The Power App SQL Connector does all the heavy lifting for you (you don’t have to write a single SQL query to interface with it). It’s worth noting that in October 2019, our decision to move to the Power Platform was hit hard when Microsoft decided to make this Power Platform SQL connector a premium item (with additional licensing costs). We did re-consider our options again as it wasn’t the ‘no brainer’ decision it had been a few weeks earlier. Microsoft agreed to an extension of the connector within our standard licensing costs and we therefore stuck to our decision. Was it Voltaire or Spiderman’s Uncle Ben who once said, “With great power comes great responsibility?” A modern IT version of such a statement would conclude that, “With great power comes additional costs.”
By December 2019, we had completed, tested and launched two completely new PowerApps. While BPM software that offers low or no-code development environments, such as FlowForma, gives you the ability to develop automated processes very quickly, Power Apps gives you a blank canvas to develop anything from the ground up.
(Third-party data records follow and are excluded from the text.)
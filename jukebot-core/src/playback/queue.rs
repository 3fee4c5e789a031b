// src/playback/queue.rs
//
// Ordered pending tracks plus the now-playing slot for one guild.

use std::collections::VecDeque;

use rand::Rng;
use rand::seq::SliceRandom;

use jukebot_common::models::{LoopMode, Track, TrackId};

use crate::Error;

/// Why the now-playing track is leaving its slot.
#[derive(Debug, Clone, Copy, PartialEq, Eq)]
pub enum FinishReason {
    Completed,
    Skipped,
    Failed,
}

#[derive(Debug, Clone)]
pub struct Queue {
    now_playing: Option<Track>,
    pending: VecDeque<Track>,
    capacity: usize,
}

impl Queue {
    pub fn new(capacity: usize) -> Self {
        Self {
            now_playing: None,
            pending: VecDeque::new(),
            capacity,
        }
    }

    pub fn capacity(&self) -> usize {
        self.capacity
    }

    pub fn now_playing(&self) -> Option<&Track> {
        self.now_playing.as_ref()
    }

    pub fn pending(&self) -> impl Iterator<Item = &Track> {
        self.pending.iter()
    }

    pub fn pending_len(&self) -> usize {
        self.pending.len()
    }

    pub fn is_full(&self) -> bool {
        self.pending.len() >= self.capacity
    }

    /// Appends to the tail and returns the 1-based pending position.
    pub fn push_back(&mut self, track: Track) -> Result<usize, Error> {
        self.ensure_room()?;
        self.pending.push_back(track);
        Ok(self.pending.len())
    }

    /// Inserts ahead of every other pending track.
    pub fn push_front(&mut self, track: Track) -> Result<(), Error> {
        self.ensure_room()?;
        self.pending.push_front(track);
        Ok(())
    }

    fn ensure_room(&self) -> Result<(), Error> {
        if self.is_full() {
            return Err(Error::CapacityExceeded { capacity: self.capacity });
        }
        Ok(())
    }

    /// Removes the pending track at `position` (0 is the next track to play).
    /// The now-playing slot is not addressable.
    pub fn remove(&mut self, position: usize) -> Result<Track, Error> {
        let len = self.pending.len();
        self.pending
            .remove(position)
            .ok_or_else(|| Error::NotFound(format!("no queued track at position {position} (queue has {len})")))
    }

    pub fn move_track(&mut self, from: usize, to: usize) -> Result<(), Error> {
        let len = self.pending.len();
        if from >= len || to >= len {
            return Err(Error::NotFound(format!(
                "cannot move {from} -> {to}: queue has {len} tracks"
            )));
        }
        if let Some(track) = self.pending.remove(from) {
            self.pending.insert(to, track);
        }
        Ok(())
    }

    /// Drops every pending track and returns how many went.
    pub fn clear_pending(&mut self) -> usize {
        let n = self.pending.len();
        self.pending.clear();
        n
    }

    /// Uniform random permutation of the pending tracks only.
    pub fn shuffle_pending<R: Rng + ?Sized>(&mut self, rng: &mut R) {
        self.pending.make_contiguous().shuffle(rng);
    }

    pub fn contains(&self, id: &TrackId) -> bool {
        self.now_playing.as_ref().is_some_and(|t| &t.id == id) || self.pending.iter().any(|t| &t.id == id)
    }

    pub fn pop_next(&mut self) -> Option<Track> {
        self.pending.pop_front()
    }

    /// Puts a track into the now-playing slot, returning whatever was there.
    pub fn set_now_playing(&mut self, track: Track) -> Option<Track> {
        self.now_playing.replace(track)
    }

    pub fn take_now_playing(&mut self) -> Option<Track> {
        self.now_playing.take()
    }

    /// Empties the now-playing slot and applies the loop rule:
    /// - `Track`: a completed track goes back to the front, so it plays again.
    /// - `Queue`: a completed or skipped track goes to the tail.
    ///
    /// Loop re-insertion rotates existing tracks and ignores capacity.
    /// Failed tracks are never re-inserted.
    pub fn finish_current(&mut self, loop_mode: LoopMode, reason: FinishReason) -> Option<Track> {
        let finished = self.now_playing.take()?;
        match (loop_mode, reason) {
            (LoopMode::Track, FinishReason::Completed) => self.pending.push_front(finished.clone()),
            (LoopMode::Queue, FinishReason::Completed | FinishReason::Skipped) => {
                self.pending.push_back(finished.clone())
            }
            _ => {}
        }
        Some(finished)
    }

    pub fn pending_snapshot(&self) -> Vec<Track> {
        self.pending.iter().cloned().collect()
    }
}

#[cfg(test)]
mod tests {
    use super::*;
    use rand::SeedableRng;
    use rand::rngs::StdRng;

    fn t(id: &str) -> Track {
        Track::new(id, id.to_uppercase(), format!("https://example.com/{id}"))
    }

    fn ids(q: &Queue) -> Vec<String> {
        q.pending().map(|t| t.id.to_string()).collect()
    }

    #[test]
    fn test_capacity_is_enforced() {
        let mut q = Queue::new(2);
        assert_eq!(q.push_back(t("a")).unwrap(), 1);
        assert_eq!(q.push_back(t("b")).unwrap(), 2);
        let err = q.push_back(t("c")).unwrap_err();
        assert!(matches!(err, Error::CapacityExceeded { capacity: 2 }));
        assert!(matches!(q.push_front(t("c")), Err(Error::CapacityExceeded { .. })));
        assert_eq!(ids(&q), vec!["a", "b"]);
    }

    #[test]
    fn test_now_playing_does_not_count_toward_capacity() {
        let mut q = Queue::new(1);
        q.set_now_playing(t("a"));
        q.push_back(t("b")).unwrap();
        assert_eq!(q.pending_len(), 1);
    }

    #[test]
    fn test_remove_out_of_range_leaves_queue_unchanged() {
        let mut q = Queue::new(10);
        q.push_back(t("a")).unwrap();
        q.push_back(t("b")).unwrap();
        assert!(matches!(q.remove(2), Err(Error::NotFound(_))));
        assert_eq!(ids(&q), vec!["a", "b"]);
        assert_eq!(q.remove(0).unwrap().id.as_str(), "a");
        assert_eq!(ids(&q), vec!["b"]);
    }

    #[test]
    fn test_move_track() {
        let mut q = Queue::new(10);
        for id in ["a", "b", "c"] {
            q.push_back(t(id)).unwrap();
        }
        q.move_track(2, 0).unwrap();
        assert_eq!(ids(&q), vec!["c", "a", "b"]);
        assert!(q.move_track(0, 3).is_err());
        assert_eq!(ids(&q), vec!["c", "a", "b"]);
    }

    #[test]
    fn test_loop_track_requeues_at_front() {
        let mut q = Queue::new(10);
        q.set_now_playing(t("a"));
        q.push_back(t("b")).unwrap();
        let done = q.finish_current(LoopMode::Track, FinishReason::Completed).unwrap();
        assert_eq!(done.id.as_str(), "a");
        assert_eq!(ids(&q), vec!["a", "b"]);
    }

    #[test]
    fn test_loop_track_does_not_repeat_skipped() {
        let mut q = Queue::new(10);
        q.set_now_playing(t("a"));
        q.push_back(t("b")).unwrap();
        q.finish_current(LoopMode::Track, FinishReason::Skipped);
        assert_eq!(ids(&q), vec!["b"]);
    }

    #[test]
    fn test_loop_queue_rotates_even_when_full() {
        let mut q = Queue::new(1);
        q.set_now_playing(t("a"));
        q.push_back(t("b")).unwrap();
        q.finish_current(LoopMode::Queue, FinishReason::Completed);
        assert_eq!(ids(&q), vec!["b", "a"]);
        assert!(q.now_playing().is_none());
    }

    #[test]
    fn test_failed_track_never_loops() {
        let mut q = Queue::new(10);
        q.set_now_playing(t("a"));
        q.finish_current(LoopMode::Queue, FinishReason::Failed);
        assert_eq!(q.pending_len(), 0);
    }

    #[test]
    fn test_shuffle_keeps_now_playing_and_members() {
        let mut q = Queue::new(100);
        q.set_now_playing(t("np"));
        for i in 0..20 {
            q.push_back(t(&format!("t{i}"))).unwrap();
        }
        let before = ids(&q);
        let mut rng = StdRng::seed_from_u64(7);
        q.shuffle_pending(&mut rng);
        let mut after = ids(&q);
        assert_ne!(before, after);
        after.sort();
        let mut sorted_before = before.clone();
        sorted_before.sort();
        assert_eq!(after, sorted_before);
        assert_eq!(q.now_playing().unwrap().id.as_str(), "np");
    }

    #[test]
    fn test_contains_checks_both_slots() {
        let mut q = Queue::new(10);
        q.set_now_playing(t("a"));
        q.push_back(t("b")).unwrap();
        assert!(q.contains(&TrackId::new("a")));
        assert!(q.contains(&TrackId::new("b")));
        assert!(!q.contains(&TrackId::new("c")));
    }
}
We would really refer to this as a ‘low to medium code’ solution, with a much steeper learning curve than other BPM software. However, we both find it a positive and enjoyable creative process. There are several large Power Platform user groups with online forums that provide quick and invaluable help with any problems (often with enthusiastic help being offered by friendly like-minded developers).
This has been an extremely eventful yet rewarding journey for us. We now aim to iteratively develop and improve these fantastic apps as well as developing new Power Apps for Adra (e.g. overtime and hire-car request apps). We also plan to develop our reporting on these apps using Power BI; after all, a powerful additional ‘win’ of digitising such processes is the ability to easily ‘live’ and historically report on them.
For all of you out there considering such a move, do it, just don’t expect plain sailing, but when in IT do we ever get a calm sea?
Geraint Vernon is a business systems support manager and Alun Hughes is a business systems developer at Adra.